▸ Task requirements
Find each line below where the word "with" occurs, and copy it.

▸ Data supplied
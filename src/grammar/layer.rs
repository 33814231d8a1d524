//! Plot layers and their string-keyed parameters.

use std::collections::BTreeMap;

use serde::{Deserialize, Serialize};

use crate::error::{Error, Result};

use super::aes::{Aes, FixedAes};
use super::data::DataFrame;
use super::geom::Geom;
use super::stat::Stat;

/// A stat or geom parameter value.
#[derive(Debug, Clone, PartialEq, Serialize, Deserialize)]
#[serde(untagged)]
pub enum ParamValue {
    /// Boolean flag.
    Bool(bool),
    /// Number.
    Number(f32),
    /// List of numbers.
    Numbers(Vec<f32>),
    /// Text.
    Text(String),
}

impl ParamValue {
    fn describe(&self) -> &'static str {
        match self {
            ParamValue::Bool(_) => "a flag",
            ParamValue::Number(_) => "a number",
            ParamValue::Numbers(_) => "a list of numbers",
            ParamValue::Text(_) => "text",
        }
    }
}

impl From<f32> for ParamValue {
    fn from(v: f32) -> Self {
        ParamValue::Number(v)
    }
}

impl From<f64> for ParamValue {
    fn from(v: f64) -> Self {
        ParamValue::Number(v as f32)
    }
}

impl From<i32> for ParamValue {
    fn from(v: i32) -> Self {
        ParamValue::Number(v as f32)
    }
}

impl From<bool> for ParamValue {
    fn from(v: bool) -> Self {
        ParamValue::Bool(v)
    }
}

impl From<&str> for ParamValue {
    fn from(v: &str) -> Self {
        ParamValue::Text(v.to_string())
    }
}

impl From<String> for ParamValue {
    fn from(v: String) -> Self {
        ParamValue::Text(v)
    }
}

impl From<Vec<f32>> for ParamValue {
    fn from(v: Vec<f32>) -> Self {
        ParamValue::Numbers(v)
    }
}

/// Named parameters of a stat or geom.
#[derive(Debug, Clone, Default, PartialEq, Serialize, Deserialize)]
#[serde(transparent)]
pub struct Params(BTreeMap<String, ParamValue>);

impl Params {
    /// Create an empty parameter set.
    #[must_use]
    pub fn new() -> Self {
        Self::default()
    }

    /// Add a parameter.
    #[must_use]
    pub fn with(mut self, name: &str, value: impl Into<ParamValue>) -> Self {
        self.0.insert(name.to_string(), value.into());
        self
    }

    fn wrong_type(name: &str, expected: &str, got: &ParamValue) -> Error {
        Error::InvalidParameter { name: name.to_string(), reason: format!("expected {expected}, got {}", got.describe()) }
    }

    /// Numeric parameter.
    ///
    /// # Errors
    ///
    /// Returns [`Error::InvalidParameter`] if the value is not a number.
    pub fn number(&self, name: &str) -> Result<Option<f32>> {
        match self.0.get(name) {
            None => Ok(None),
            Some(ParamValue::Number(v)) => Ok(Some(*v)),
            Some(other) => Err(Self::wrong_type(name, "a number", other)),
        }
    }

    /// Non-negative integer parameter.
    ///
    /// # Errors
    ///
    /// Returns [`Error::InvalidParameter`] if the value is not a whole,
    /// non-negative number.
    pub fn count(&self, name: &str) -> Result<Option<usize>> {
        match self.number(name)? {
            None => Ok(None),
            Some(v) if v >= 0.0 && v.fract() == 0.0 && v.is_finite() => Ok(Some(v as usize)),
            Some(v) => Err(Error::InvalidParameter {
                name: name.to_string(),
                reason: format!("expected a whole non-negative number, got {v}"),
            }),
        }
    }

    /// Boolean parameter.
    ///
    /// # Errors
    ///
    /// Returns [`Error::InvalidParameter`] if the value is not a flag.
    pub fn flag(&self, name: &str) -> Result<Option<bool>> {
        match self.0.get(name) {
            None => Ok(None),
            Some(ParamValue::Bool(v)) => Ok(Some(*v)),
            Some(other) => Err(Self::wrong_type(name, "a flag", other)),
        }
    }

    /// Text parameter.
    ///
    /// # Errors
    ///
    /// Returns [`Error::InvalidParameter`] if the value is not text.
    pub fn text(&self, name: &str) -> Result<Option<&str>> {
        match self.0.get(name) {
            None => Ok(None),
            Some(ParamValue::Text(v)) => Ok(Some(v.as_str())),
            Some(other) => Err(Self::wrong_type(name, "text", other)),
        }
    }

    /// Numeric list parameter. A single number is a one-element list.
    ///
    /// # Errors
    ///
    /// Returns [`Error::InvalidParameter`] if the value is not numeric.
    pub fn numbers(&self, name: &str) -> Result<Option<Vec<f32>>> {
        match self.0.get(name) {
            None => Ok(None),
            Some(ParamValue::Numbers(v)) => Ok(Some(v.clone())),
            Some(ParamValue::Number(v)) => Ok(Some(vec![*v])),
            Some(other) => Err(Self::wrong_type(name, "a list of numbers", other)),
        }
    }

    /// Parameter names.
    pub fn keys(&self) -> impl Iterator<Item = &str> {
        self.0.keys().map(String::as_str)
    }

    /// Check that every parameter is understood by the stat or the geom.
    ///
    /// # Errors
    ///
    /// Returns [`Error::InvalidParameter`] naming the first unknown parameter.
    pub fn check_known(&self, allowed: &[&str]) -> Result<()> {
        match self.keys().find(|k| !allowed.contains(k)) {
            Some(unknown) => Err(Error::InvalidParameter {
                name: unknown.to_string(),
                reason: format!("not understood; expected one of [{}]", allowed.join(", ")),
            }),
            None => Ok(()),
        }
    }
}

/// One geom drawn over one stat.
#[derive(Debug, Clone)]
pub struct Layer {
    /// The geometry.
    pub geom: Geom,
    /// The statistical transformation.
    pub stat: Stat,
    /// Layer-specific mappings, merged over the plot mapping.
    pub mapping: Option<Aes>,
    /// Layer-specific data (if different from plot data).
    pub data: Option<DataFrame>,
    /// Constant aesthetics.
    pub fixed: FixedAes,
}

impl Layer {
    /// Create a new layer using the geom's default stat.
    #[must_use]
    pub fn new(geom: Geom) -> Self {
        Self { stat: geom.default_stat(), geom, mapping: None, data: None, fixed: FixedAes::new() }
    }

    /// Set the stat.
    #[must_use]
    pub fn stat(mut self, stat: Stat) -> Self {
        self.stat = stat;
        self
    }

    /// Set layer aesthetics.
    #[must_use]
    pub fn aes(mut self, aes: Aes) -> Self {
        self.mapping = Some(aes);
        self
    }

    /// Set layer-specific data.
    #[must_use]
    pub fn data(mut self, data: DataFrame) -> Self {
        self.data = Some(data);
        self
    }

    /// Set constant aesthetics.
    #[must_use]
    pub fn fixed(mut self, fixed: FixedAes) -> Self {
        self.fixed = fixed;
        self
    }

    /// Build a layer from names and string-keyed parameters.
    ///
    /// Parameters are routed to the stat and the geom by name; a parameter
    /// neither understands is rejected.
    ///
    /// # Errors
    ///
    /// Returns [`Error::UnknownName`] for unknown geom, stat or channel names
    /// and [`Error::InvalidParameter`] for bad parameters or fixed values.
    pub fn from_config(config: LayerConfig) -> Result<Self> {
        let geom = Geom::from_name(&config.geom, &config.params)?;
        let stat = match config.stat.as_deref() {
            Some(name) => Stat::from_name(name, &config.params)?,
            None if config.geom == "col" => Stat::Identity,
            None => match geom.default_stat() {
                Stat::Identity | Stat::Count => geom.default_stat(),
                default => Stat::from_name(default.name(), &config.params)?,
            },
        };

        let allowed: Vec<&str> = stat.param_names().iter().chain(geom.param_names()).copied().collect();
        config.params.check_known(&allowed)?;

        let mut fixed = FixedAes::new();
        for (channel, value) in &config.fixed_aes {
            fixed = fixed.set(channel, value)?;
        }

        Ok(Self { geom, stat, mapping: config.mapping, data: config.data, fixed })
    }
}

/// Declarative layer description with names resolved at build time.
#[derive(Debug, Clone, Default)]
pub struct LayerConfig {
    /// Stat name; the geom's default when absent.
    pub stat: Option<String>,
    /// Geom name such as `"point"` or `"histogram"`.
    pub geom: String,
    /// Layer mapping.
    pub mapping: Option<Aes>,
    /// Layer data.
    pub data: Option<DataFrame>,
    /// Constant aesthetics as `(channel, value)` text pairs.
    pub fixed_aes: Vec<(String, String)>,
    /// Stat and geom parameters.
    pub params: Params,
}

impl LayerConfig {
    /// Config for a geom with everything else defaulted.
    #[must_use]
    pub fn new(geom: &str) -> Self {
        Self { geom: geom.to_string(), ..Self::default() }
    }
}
---
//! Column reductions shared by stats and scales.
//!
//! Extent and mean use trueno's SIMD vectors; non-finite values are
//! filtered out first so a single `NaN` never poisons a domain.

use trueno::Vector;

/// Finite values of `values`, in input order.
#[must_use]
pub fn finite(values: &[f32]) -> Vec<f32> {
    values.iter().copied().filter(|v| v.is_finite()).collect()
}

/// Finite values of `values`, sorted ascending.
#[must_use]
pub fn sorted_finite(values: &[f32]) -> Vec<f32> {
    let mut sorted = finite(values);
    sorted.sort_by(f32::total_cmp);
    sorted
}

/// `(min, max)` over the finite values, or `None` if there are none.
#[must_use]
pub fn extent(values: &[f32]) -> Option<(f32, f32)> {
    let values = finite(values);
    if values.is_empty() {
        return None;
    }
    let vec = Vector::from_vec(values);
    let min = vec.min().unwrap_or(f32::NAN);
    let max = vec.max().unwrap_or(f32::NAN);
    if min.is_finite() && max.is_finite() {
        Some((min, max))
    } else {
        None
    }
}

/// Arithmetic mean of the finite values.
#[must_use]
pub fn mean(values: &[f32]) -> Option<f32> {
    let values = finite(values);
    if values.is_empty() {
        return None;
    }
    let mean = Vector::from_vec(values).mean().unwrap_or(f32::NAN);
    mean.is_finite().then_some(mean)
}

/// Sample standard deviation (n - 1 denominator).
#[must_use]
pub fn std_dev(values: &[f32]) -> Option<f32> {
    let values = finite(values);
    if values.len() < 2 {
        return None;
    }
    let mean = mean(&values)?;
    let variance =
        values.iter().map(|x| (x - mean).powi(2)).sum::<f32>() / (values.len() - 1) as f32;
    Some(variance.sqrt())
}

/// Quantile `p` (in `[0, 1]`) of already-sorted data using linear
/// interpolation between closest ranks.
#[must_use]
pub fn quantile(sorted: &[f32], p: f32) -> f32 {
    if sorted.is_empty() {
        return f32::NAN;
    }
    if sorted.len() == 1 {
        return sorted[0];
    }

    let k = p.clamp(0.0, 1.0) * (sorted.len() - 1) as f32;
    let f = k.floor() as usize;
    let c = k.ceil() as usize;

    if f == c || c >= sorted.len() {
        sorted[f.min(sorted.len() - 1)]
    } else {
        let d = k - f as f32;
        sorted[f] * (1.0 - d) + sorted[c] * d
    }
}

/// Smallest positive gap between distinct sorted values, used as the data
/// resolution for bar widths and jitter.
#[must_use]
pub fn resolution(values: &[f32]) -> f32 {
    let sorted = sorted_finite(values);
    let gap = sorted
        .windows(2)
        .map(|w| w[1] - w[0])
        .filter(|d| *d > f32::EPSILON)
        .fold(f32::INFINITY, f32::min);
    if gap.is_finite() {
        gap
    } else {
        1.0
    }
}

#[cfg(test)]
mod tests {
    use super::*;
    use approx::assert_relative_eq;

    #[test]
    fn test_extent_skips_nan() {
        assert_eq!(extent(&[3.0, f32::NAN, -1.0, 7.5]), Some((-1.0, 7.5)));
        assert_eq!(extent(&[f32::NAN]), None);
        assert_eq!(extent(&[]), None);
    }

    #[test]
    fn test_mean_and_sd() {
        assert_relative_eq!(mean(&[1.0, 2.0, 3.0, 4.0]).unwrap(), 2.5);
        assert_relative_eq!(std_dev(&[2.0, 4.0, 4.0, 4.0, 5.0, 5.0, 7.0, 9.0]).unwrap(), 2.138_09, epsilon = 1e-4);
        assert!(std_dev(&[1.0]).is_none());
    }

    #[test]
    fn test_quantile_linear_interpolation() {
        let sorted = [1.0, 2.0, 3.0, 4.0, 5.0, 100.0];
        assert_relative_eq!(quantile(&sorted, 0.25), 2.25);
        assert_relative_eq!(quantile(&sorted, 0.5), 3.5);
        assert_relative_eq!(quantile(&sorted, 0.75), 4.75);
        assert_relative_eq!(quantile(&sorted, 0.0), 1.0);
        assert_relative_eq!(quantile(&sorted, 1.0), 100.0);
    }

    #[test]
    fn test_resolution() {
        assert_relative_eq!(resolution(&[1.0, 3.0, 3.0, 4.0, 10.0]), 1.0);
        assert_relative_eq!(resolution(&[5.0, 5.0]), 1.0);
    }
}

▸ Solution to this exercise
    pub fn with(mut self, name: &str, value: impl Into<ParamValue>) -> Self {
/// Declarative layer description with names resolved at build time.
    /// Config for a geom with everything else defaulted.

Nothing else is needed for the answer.